Private home sales fuelled by local demand

Private home transaction volume one of the highest since 2013


Homes sales have rebounded to levels not seen since 2013 in what is the clearest sign yet that the residential property market is emerging from its lengthy slump.

The rally that has marked the first seven months of the year is being fuelled by local rather than foreign demand, analysts say.

There were 10,565 new and resale private homes sold in the seven months to July 31, up a striking 56 per cent on the 6,785 transacted in the same period last year, according to URA data.

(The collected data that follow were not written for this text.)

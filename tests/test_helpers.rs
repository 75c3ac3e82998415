// ==========================================
// 测试辅助函数
// ==========================================
// 职责: 临时数据库初始化、标准测试车队数据
// ==========================================

#![allow(dead_code)]

use fleet_sim::db::{init_schema, open_sqlite_connection};
use fleet_sim::domain::{Driver, Order, Route, TrafficLevel};
use rusqlite::Connection;
use std::error::Error;
use std::sync::{Arc, Mutex};
use tempfile::NamedTempFile;

/// 创建临时测试数据库并初始化 schema
///
/// # 返回
/// - NamedTempFile: 临时数据库文件（需要保持存活）
/// - String: 数据库文件路径
pub fn create_test_db() -> Result<(NamedTempFile, String), Box<dyn Error>> {
    let temp_file = NamedTempFile::new()?;
    let db_path = temp_file.path().to_str().unwrap().to_string();

    let conn = open_sqlite_connection(&db_path)?;
    init_schema(&conn)?;

    Ok((temp_file, db_path))
}

/// 打开共享连接（仓储层测试使用）
pub fn open_shared_connection(db_path: &str) -> Result<Arc<Mutex<Connection>>, Box<dyn Error>> {
    let conn = open_sqlite_connection(db_path)?;
    Ok(Arc::new(Mutex::new(conn)))
}

// ==========================================
// 标准测试车队
// ==========================================
// D1 当班 6h（不疲劳）, D2 当班 9h（疲劳）, D3 当班 8h（不疲劳，边界）
pub fn standard_drivers() -> Vec<Driver> {
    vec![
        Driver::new("D1", "Amit", 6.0, 42.0),
        Driver::new("D2", "Priya", 9.0, 51.0),
        Driver::new("D3", "Rohit", 8.0, 38.5),
    ]
}

pub fn standard_routes() -> Vec<Route> {
    vec![
        Route::new("R1", 10.0, TrafficLevel::High, 30.0),
        Route::new("R2", 12.0, TrafficLevel::Low, 40.0),
        Route::new("R3", 5.0, TrafficLevel::Medium, 20.0),
    ]
}

/// O1 -> D1 / R1, O2 -> D2 / R2, O3 -> D3 / R3（轮询）
pub fn standard_orders() -> Vec<Order> {
    vec![
        Order::new("O1", 1200.0, "R1", "11:15"),
        Order::new("O2", 900.0, "R2", "12:40"),
        Order::new("O3", 400.0, "R3", "09:05"),
    ]
}
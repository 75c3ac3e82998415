// ==========================================
// 末端配送车队仿真 - 配置层
// ==========================================
// 职责: 仿真规则与运行环境配置
// 存储: config_kv 表 / 环境变量
// ==========================================

pub mod app_config;
pub mod config_manager;
pub mod rules_reader;
pub mod simulation_rules;

// 重导出核心配置类型
pub use app_config::{default_db_path, AppConfig};
pub use config_manager::{config_keys, ConfigManager};
pub use rules_reader::SimulationRulesReader;
pub use simulation_rules::SimulationRules;
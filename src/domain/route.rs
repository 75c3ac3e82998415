// ==========================================
// 末端配送车队仿真 - 线路领域模型
// ==========================================

use crate::domain::types::TrafficLevel;
use serde::{Deserialize, Serialize};

// ==========================================
// Route - 配送线路
// ==========================================
// 仿真期间只读
#[derive(Debug, Clone, PartialEq, Serialize, Deserialize)]
pub struct Route {
    pub route_id: String,            // 线路ID (唯一)
    pub distance_km: f64,            // 距离 (km, >0)
    pub traffic_level: TrafficLevel, // 路况等级
    pub base_time_min: f64,          // 标准配送时长 (分钟, >0)
}

impl Route {
    pub fn new(
        route_id: impl Into<String>,
        distance_km: f64,
        traffic_level: TrafficLevel,
        base_time_min: f64,
    ) -> Self {
        Self {
            route_id: route_id.into(),
            distance_km,
            traffic_level,
            base_time_min,
        }
    }
}
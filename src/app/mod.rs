// ==========================================
// 末端配送车队仿真 - 应用层
// ==========================================
// 职责: 装配仓储、配置与 API 实例
// ==========================================

pub mod state;

// 重导出
pub use state::AppState;
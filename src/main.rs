// ==========================================
// 末端配送车队仿真 - 命令行入口
// ==========================================
// 用法: fleet-sim <availableDrivers> <startTime> <maxHoursPerDay>
// 环境变量:
// - FLEET_SIM_USER / FLEET_SIM_PASSWORD: 调度管理员凭据
// - FLEET_SIM_DB_PATH / FLEET_SIM_JWT_SECRET: 见 config::AppConfig
// 输出: SimulationResponse (JSON)
// ==========================================

use anyhow::{bail, Context};
use fleet_sim::app::AppState;
use fleet_sim::config::AppConfig;
use fleet_sim::domain::SimulationParams;

const ENV_USER: &str = "FLEET_SIM_USER";
const ENV_PASSWORD: &str = "FLEET_SIM_PASSWORD";

#[tokio::main]
async fn main() -> anyhow::Result<()> {
    fleet_sim::logging::init();

    tracing::info!("==================================================");
    tracing::info!("{} v{}", fleet_sim::APP_NAME, fleet_sim::VERSION);
    tracing::info!("==================================================");

    let params = parse_args(std::env::args().skip(1).collect())?;

    let config = AppConfig::from_env();
    tracing::info!("使用数据库: {}", config.db_path);
    let state = AppState::new(config).map_err(anyhow::Error::msg)?;

    let username = std::env::var(ENV_USER).with_context(|| format!("{} 未设置", ENV_USER))?;
    let password = std::env::var(ENV_PASSWORD).with_context(|| format!("{} 未设置", ENV_PASSWORD))?;

    let login = state.auth_api.login(&username, &password)?;
    let caller = state.auth_api.authenticate(&login.token)?;

    let response = state.simulation_api.run_simulation(&caller, params).await?;
    println!("{}", serde_json::to_string_pretty(&response)?);

    Ok(())
}

/// 解析位置参数；缺失的参数保留为 None，由仿真校验报告
fn parse_args(args: Vec<String>) -> anyhow::Result<SimulationParams> {
    if args.len() > 3 {
        bail!("用法: fleet-sim <availableDrivers> <startTime> <maxHoursPerDay>");
    }

    let mut args = args.into_iter();
    let available_drivers = args
        .next()
        .map(|s| s.parse::<i64>().with_context(|| format!("availableDrivers 不是整数: {}", s)))
        .transpose()?;
    let start_time = args.next();
    let max_hours_per_day = args
        .next()
        .map(|s| s.parse::<i64>().with_context(|| format!("maxHoursPerDay 不是整数: {}", s)))
        .transpose()?;

    Ok(SimulationParams {
        available_drivers,
        start_time,
        max_hours_per_day,
    })
}
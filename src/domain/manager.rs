// ==========================================
// 末端配送车队仿真 - 调度管理员领域模型
// ==========================================

use chrono::NaiveDateTime;
use serde::{Deserialize, Serialize};

// ==========================================
// Manager - 调度管理员（仿真调用方）
// ==========================================
#[derive(Debug, Clone, Serialize, Deserialize)]
pub struct Manager {
    pub username: String,
    #[serde(skip_serializing)]
    pub password_hash: String, // argon2 PHC 字符串
    pub created_at: NaiveDateTime,
}
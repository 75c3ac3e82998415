// ==========================================
// 末端配送车队仿真 - 字段映射器
// ==========================================
// 职责: CSV 原始行 → Driver / Route / Order + 类型转换与范围校验
// 行号: 表头为第 1 行，数据从第 2 行起
// ==========================================

use crate::domain::{Driver, Order, Route, TrafficLevel};
use crate::importer::error::{ImportError, ImportResult};
use crate::importer::file_parser::RawRecord;

pub struct FieldMapper;

impl FieldMapper {
    /// 司机行: driver_id(可选), name, shift_hours, past_week_hours
    pub fn map_driver(&self, row: &RawRecord, row_number: usize) -> ImportResult<Driver> {
        let name = self.require_string(row, "name", row_number)?;
        let driver_id = self.get_string(row, "driver_id").unwrap_or_else(|| name.clone());

        let current_shift_hours = self.require_f64(row, "shift_hours", row_number)?;
        if current_shift_hours < 0.0 {
            return Err(ImportError::ValueRangeError {
                row: row_number,
                field: "shift_hours".to_string(),
                message: format!("不能为负数: {}", current_shift_hours),
            });
        }

        let past_7_day_work_hours = match self.get_string(row, "past_week_hours") {
            Some(raw) => self.parse_week_hours(&raw, row_number)?,
            None => 0.0,
        };

        Ok(Driver {
            driver_id,
            name,
            current_shift_hours,
            past_7_day_work_hours,
        })
    }

    /// 线路行: route_id, distance_km, traffic_level, base_time_min
    pub fn map_route(&self, row: &RawRecord, row_number: usize) -> ImportResult<Route> {
        let route_id = self.require_string(row, "route_id", row_number)?;
        let distance_km = self.require_positive(row, "distance_km", row_number)?;
        let traffic_raw = self.require_string(row, "traffic_level", row_number)?;
        let traffic_level = traffic_raw
            .parse::<TrafficLevel>()
            .map_err(|message| ImportError::TypeConversionError {
                row: row_number,
                field: "traffic_level".to_string(),
                message,
            })?;
        let base_time_min = self.require_positive(row, "base_time_min", row_number)?;

        Ok(Route {
            route_id,
            distance_km,
            traffic_level,
            base_time_min,
        })
    }

    /// 订单行: order_id, value_rs, route_id, delivery_time
    pub fn map_order(&self, row: &RawRecord, row_number: usize) -> ImportResult<Order> {
        Ok(Order {
            order_id: self.require_string(row, "order_id", row_number)?,
            value_rs: self.require_positive(row, "value_rs", row_number)?,
            route_id: self.require_string(row, "route_id", row_number)?,
            delivery_timestamp: self.get_string(row, "delivery_time").unwrap_or_default(),
        })
    }

    /// 近7日工时: 单个数值，或以 `|` 分隔的每日工时（求和）
    fn parse_week_hours(&self, raw: &str, row_number: usize) -> ImportResult<f64> {
        let mut total = 0.0;
        for part in raw.split('|').map(str::trim).filter(|p| !p.is_empty()) {
            let hours = part
                .parse::<f64>()
                .map_err(|e| ImportError::TypeConversionError {
                    row: row_number,
                    field: "past_week_hours".to_string(),
                    message: format!("{} ({})", e, part),
                })?;
            if hours < 0.0 {
                return Err(ImportError::ValueRangeError {
                    row: row_number,
                    field: "past_week_hours".to_string(),
                    message: format!("不能为负数: {}", hours),
                });
            }
            total += hours;
        }
        Ok(total)
    }

    /// 列名别名
    fn aliases(key: &str) -> &'static [&'static str] {
        match key {
            "driver_id" => &["driver_id", "id"],
            "name" => &["name", "driver_name"],
            "shift_hours" => &["shift_hours", "current_shift_hours"],
            "past_week_hours" => &["past_week_hours", "past_7_day_work_hours"],
            "route_id" => &["route_id", "assigned_route"],
            "distance_km" => &["distance_km", "distance"],
            "traffic_level" => &["traffic_level", "traffic"],
            "base_time_min" => &["base_time_min", "base_time"],
            "order_id" => &["order_id"],
            "value_rs" => &["value_rs", "value"],
            "delivery_time" => &["delivery_time", "delivery_timestamp"],
            _ => &[],
        }
    }

    /// 提取字符串字段（空值视为缺失）
    fn get_string(&self, row: &RawRecord, key: &str) -> Option<String> {
        Self::aliases(key)
            .iter()
            .filter_map(|alias| row.get(*alias))
            .map(|v| v.trim())
            .find(|v| !v.is_empty())
            .map(str::to_string)
    }

    fn require_string(&self, row: &RawRecord, key: &str, row_number: usize) -> ImportResult<String> {
        self.get_string(row, key)
            .ok_or_else(|| ImportError::RequiredFieldMissing {
                row: row_number,
                field: key.to_string(),
            })
    }

    fn require_f64(&self, row: &RawRecord, key: &str, row_number: usize) -> ImportResult<f64> {
        let raw = self.require_string(row, key, row_number)?;
        raw.parse::<f64>()
            .ok()
            .filter(|v| v.is_finite())
            .ok_or_else(|| ImportError::TypeConversionError {
                row: row_number,
                field: key.to_string(),
                message: format!("无法解析为数值: {}", raw),
            })
    }

    fn require_positive(&self, row: &RawRecord, key: &str, row_number: usize) -> ImportResult<f64> {
        let value = self.require_f64(row, key, row_number)?;
        if value <= 0.0 {
            return Err(ImportError::ValueRangeError {
                row: row_number,
                field: key.to_string(),
                message: format!("必须大于 0: {}", value),
            });
        }
        Ok(value)
    }
}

"Private home transaction volume so far this year has reached one of the highest levels since 2013 when mortgage rules were tightened through the introduction of the total debt servicing ratio (TDSR) framework," Mr Nicholas Mak, ZACD Group executive director noted.

But what is significant is the proportion of Singaporeans buying. They comprised 77.6 per cent of private home buyers in the first seven months, up from 74.4 per cent a year earlier, he added.

Sales to foreigners, including Singaporean Permanent Residents (PR) and non-PRs, also increased in that period, but the proportion of foreigners buying dropped to 22.4 per cent from about 26 per cent in 2016.

  • The number of new and resale private homes sold in the seven months to July 31. This is up 56 per cent up on the 6,785 transacted in the same period last year.

Stringent stamp duties have helped damp speculative overseas demand, with foreign buyers accounting for just 6 per cent of purchases in the first half this year compared with 9 per cent in 2013, data from Cushman & Wakefield showed.

Malaysians comprised 21 per cent of foreign buyers in the first half, from 26 per cent in 2013, while the Indonesian proportion slid to 6 per cent from 17 per cent due to the strengthening of the Singdollar against the Malaysian ringgit and the Indonesian rupiah in recent years.

Cushman & Wakefield research director Christine Li also noted that strong buying from locals was in part due to demand from Built-to-Order and HDB upgraders taking advantage of still low interest rates.

Demand could pick up further as more collective sales hit the market.

International Property Advisor chief executive Ku Swee Yong acknowledged that home sales, particularly that from new launches, have picked up, but cautioned that "there is still pain in the market".

"In the first quarter this year, 21 per cent of resales of private non-landed homes were transacted at a loss."